TASK REQUIREMENTS: Transcribe, verbatim, every line from the start of the entries through the line that contains "pub aliases: &'static"; include both boundary lines and omit all others.
===============
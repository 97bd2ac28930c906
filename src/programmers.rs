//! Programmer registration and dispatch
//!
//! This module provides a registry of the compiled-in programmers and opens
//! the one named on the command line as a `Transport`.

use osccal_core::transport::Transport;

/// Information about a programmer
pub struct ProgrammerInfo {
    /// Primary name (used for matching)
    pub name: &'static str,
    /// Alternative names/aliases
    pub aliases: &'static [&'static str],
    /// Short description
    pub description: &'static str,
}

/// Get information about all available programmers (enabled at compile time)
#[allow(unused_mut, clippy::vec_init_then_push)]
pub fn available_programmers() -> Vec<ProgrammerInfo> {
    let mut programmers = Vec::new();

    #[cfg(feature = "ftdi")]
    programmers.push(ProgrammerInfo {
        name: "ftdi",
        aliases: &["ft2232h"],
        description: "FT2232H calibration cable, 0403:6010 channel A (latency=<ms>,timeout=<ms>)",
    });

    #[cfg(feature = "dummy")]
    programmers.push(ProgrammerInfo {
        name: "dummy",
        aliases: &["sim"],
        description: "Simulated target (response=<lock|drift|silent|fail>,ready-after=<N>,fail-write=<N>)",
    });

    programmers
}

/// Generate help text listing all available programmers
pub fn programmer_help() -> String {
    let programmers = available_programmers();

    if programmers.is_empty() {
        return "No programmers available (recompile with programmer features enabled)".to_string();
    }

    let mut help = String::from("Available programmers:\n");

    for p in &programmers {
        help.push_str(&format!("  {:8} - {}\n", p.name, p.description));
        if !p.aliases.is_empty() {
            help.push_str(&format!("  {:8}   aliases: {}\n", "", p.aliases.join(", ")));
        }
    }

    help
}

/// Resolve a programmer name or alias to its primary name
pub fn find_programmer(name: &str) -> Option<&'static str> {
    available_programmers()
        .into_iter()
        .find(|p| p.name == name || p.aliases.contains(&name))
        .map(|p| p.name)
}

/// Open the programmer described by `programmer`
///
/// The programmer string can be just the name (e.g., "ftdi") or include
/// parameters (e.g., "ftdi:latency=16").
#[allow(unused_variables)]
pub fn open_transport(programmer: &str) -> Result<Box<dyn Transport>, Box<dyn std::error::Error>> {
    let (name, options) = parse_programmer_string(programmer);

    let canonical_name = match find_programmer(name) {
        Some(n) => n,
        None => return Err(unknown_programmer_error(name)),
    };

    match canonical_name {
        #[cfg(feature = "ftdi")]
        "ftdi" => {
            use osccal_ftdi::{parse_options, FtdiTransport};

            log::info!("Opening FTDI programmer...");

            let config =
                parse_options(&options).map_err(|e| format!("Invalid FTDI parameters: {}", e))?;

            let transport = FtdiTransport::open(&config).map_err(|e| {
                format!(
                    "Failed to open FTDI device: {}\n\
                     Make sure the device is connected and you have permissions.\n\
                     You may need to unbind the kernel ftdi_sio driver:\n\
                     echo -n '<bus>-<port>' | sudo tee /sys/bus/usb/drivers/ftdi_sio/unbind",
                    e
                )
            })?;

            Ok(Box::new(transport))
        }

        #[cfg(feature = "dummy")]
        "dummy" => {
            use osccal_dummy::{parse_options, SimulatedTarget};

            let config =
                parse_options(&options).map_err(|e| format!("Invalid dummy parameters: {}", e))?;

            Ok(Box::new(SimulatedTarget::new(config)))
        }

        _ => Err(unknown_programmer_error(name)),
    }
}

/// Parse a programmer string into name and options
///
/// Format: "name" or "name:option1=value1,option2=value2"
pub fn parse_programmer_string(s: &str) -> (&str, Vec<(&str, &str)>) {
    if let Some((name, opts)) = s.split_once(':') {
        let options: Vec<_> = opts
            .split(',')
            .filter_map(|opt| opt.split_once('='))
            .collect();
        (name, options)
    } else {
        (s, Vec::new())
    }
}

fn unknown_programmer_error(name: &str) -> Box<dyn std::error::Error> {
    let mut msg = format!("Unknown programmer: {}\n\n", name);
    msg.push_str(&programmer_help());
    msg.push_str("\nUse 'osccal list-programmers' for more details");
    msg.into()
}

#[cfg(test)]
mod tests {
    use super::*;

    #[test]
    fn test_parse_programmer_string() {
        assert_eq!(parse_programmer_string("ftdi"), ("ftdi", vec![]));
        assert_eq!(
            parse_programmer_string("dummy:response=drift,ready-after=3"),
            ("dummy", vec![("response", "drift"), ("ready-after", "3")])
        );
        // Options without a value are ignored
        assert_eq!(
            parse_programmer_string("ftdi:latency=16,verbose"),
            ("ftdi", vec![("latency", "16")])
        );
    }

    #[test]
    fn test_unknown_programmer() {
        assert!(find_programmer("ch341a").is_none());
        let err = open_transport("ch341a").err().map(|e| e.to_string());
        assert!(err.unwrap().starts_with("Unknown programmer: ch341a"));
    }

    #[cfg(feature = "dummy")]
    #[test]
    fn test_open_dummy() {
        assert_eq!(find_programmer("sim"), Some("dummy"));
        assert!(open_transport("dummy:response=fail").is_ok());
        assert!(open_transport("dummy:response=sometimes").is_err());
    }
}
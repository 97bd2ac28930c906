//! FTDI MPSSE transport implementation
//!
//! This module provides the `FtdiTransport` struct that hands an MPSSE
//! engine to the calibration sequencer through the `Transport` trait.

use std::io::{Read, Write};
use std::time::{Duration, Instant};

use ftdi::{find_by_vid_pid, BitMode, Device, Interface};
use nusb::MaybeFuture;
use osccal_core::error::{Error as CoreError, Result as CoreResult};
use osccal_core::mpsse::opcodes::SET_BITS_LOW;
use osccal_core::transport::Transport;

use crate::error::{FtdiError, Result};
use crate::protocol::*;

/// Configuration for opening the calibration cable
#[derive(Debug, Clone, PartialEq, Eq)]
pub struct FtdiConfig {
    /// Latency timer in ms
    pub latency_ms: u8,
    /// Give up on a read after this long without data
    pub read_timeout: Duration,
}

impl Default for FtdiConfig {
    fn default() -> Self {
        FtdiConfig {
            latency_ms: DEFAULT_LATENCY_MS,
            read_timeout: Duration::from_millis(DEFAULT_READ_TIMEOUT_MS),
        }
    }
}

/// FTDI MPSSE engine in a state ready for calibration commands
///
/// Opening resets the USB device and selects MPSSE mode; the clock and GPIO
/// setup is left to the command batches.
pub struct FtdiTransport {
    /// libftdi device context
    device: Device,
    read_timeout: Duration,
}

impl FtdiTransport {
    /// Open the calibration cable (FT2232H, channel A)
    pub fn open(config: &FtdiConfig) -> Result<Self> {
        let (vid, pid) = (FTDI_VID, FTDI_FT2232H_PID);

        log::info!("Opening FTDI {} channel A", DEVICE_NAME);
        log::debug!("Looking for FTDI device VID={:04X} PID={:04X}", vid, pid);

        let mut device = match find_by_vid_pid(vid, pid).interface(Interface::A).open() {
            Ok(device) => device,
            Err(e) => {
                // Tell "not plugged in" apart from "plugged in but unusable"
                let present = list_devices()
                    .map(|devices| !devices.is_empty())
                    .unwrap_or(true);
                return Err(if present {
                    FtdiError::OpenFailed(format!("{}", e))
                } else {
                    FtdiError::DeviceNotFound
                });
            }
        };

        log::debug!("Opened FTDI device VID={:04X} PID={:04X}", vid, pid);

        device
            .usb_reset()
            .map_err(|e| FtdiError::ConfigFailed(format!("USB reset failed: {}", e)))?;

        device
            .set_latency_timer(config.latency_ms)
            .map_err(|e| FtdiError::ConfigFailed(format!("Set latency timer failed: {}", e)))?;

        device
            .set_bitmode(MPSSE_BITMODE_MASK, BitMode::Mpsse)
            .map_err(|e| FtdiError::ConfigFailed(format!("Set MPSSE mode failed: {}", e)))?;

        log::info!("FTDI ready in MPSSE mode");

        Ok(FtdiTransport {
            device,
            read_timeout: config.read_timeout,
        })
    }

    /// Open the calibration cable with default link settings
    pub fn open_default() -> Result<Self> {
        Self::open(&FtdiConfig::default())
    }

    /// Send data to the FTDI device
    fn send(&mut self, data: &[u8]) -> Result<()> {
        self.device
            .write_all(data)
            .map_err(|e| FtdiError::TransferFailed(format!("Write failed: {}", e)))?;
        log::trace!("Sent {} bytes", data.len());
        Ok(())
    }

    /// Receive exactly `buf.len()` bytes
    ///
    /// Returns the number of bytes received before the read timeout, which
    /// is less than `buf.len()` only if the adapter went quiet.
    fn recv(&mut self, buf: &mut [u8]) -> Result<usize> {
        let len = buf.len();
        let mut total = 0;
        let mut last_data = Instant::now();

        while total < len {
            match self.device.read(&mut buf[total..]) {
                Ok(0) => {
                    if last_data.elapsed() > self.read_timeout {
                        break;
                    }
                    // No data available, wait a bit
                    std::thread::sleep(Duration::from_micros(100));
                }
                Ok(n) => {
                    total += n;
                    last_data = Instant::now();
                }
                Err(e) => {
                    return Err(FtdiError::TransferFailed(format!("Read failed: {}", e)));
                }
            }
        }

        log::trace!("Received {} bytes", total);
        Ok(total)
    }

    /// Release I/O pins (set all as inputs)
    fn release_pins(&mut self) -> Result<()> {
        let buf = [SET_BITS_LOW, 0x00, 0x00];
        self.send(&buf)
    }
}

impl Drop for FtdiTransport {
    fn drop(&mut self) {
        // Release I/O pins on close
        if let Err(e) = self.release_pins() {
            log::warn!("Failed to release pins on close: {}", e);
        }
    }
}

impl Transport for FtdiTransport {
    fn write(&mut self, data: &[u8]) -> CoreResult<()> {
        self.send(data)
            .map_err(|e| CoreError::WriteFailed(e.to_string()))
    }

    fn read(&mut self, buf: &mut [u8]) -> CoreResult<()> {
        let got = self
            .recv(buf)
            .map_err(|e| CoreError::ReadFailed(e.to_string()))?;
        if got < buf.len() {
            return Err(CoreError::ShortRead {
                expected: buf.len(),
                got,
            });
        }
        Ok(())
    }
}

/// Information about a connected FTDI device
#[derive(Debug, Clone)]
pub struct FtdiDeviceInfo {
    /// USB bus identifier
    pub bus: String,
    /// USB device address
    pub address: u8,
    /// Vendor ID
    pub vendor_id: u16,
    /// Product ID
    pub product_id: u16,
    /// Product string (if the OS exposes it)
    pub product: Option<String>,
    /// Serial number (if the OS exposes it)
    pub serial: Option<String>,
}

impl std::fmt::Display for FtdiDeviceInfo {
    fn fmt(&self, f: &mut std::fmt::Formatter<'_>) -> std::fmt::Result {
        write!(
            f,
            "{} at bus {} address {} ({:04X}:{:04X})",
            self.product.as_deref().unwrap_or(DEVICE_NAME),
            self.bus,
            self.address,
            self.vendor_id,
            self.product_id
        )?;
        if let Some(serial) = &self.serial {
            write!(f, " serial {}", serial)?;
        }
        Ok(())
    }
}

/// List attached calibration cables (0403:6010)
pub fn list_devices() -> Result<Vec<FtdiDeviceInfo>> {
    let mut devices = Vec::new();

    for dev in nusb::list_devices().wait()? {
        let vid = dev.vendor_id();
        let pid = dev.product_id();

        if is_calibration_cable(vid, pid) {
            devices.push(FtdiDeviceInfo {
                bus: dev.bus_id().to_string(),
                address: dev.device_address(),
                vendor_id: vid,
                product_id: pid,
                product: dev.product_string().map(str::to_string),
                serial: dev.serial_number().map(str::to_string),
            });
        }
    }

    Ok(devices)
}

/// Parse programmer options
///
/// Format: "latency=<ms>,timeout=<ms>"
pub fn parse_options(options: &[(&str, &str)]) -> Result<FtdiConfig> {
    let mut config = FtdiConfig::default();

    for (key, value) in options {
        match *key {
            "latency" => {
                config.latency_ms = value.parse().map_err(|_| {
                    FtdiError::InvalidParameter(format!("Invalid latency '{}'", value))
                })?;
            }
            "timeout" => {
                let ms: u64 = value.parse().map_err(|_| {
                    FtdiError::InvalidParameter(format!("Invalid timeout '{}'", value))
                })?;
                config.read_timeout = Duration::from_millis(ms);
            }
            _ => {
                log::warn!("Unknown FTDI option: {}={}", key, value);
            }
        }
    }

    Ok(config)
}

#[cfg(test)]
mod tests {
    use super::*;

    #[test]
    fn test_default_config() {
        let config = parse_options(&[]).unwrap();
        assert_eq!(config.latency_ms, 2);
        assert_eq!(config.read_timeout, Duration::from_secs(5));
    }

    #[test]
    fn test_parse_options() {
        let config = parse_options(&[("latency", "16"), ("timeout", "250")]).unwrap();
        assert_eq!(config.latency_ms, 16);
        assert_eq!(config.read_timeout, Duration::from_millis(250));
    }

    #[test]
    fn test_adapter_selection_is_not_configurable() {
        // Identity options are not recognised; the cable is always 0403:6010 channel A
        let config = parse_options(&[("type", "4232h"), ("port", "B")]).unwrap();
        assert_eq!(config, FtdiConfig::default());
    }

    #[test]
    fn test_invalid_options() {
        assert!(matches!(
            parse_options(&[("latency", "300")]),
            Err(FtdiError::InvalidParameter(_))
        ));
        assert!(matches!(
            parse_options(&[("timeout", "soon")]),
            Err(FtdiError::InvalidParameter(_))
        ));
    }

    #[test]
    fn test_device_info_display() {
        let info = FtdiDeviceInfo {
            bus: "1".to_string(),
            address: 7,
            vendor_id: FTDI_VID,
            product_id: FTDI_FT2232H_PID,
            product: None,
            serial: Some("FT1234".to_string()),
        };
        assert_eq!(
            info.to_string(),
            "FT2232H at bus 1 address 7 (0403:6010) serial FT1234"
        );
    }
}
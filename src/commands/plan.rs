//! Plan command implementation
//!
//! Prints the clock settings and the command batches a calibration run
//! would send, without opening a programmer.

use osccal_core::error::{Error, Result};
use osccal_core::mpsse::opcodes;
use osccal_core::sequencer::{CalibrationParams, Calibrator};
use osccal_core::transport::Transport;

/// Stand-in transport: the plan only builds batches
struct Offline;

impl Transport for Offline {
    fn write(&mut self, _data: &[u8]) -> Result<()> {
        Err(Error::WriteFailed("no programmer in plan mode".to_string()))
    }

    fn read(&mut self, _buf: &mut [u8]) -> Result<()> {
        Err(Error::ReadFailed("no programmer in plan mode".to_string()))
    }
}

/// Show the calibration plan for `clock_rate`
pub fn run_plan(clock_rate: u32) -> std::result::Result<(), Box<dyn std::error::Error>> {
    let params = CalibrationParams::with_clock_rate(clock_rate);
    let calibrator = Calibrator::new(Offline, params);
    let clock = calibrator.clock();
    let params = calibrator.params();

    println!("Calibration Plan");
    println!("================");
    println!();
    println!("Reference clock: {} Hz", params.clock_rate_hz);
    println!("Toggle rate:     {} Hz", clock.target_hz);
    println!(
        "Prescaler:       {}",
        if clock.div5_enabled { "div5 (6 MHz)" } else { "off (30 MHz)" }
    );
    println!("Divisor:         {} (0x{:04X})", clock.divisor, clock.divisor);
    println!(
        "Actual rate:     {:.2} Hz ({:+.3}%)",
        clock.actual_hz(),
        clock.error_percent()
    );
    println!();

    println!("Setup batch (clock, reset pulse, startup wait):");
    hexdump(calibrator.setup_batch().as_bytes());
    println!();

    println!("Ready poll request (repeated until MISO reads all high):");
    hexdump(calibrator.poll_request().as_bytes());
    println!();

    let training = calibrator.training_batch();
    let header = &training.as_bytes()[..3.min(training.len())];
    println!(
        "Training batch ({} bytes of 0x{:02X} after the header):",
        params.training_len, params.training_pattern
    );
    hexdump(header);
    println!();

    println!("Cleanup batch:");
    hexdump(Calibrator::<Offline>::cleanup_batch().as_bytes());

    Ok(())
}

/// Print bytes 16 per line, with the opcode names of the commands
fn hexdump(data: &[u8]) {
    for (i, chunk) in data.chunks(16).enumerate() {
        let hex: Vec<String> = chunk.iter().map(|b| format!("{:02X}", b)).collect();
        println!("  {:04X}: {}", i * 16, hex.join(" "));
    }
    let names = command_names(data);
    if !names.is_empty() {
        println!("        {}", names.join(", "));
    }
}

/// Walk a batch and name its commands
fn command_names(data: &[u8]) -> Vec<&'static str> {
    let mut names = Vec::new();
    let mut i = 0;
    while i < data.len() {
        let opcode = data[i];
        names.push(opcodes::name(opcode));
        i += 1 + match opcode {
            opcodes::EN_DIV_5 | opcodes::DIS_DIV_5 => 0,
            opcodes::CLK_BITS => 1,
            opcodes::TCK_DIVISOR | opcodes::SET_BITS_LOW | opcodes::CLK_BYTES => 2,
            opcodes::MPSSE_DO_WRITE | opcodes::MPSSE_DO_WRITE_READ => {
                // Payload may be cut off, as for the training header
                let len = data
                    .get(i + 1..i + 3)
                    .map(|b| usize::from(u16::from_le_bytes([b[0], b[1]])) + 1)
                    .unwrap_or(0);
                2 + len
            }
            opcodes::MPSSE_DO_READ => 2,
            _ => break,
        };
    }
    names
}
===============
WRITTEN RESPONSE:
repository 97bd2ac28930c906
filename src/programmers.rs
//! Programmer registration and dispatch
//!
//! This module provides a registry of the compiled-in programmers and opens
//! the one named on the command line as a `Transport`.

use osccal_core::transport::Transport;

/// Information about a programmer
pub struct ProgrammerInfo {
    /// Primary name (used for matching)
    pub name: &'static str,
    /// Alternative names/aliases
    pub aliases: &'static [&'static str],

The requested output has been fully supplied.